Records to process below:
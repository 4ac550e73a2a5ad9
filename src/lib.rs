pub mod adapters;
pub mod config;
pub mod core;
pub mod domain;
pub mod utils;

#[cfg(feature = "cli")]
pub use config::CliArgs;
pub use config::RelayConfig;

pub use core::{
    challenge::ChallengeHandler, download::DownloadAgent, engine::RelayEngine,
    pacing::SleepPacer, upload::AspectGate, upload::UploadAgent,
};
pub use utils::error::{RelayError, Result};
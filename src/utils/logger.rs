use tracing_subscriber::{layer::SubscriberExt, util::SubscriberInitExt, EnvFilter};

pub fn init_cli_logger(verbose: bool) {
    let filter = if verbose {
        EnvFilter::try_from_default_env()
            .unwrap_or_else(|_| EnvFilter::new("reel_relay=debug,info"))
    } else {
        EnvFilter::try_from_default_env().unwrap_or_else(|_| EnvFilter::new("reel_relay=info"))
    };

    tracing_subscriber::registry()
        .with(filter)
        .with(
            tracing_subscriber::fmt::layer()
                .with_target(false)
                .with_thread_ids(false)
                .with_file(false)
                .with_line_number(false)
                .compact(),
        )
        .init();
}

/// JSON 格式輸出，方便交給日誌收集器處理
pub fn init_json_logger(verbose: bool) {
    let default_directive = if verbose {
        "reel_relay=debug,info"
    } else {
        "reel_relay=info"
    };
    let filter =
        EnvFilter::try_from_default_env().unwrap_or_else(|_| EnvFilter::new(default_directive));

    tracing_subscriber::registry()
        .with(filter)
        .with(
            tracing_subscriber::fmt::layer()
                .with_target(false)
                .with_thread_ids(false)
                .with_file(false)
                .with_line_number(false)
                .json(),
        )
        .init();
}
End of Records to process.
*Your goal:*
Display each line of the data where "EnvFilter" occurs.

*Task result:*
use tracing_subscriber::{layer::SubscriberExt, util::SubscriberInitExt, EnvFilter};
        EnvFilter::try_from_default_env()
            .unwrap_or_else(|_| EnvFilter::new("reel_relay=debug,info"))
        EnvFilter::try_from_default_env().unwrap_or_else(|_| EnvFilter::new("reel_relay=info"))
        EnvFilter::try_from_default_env().unwrap_or_else(|_| EnvFilter::new(default_directive));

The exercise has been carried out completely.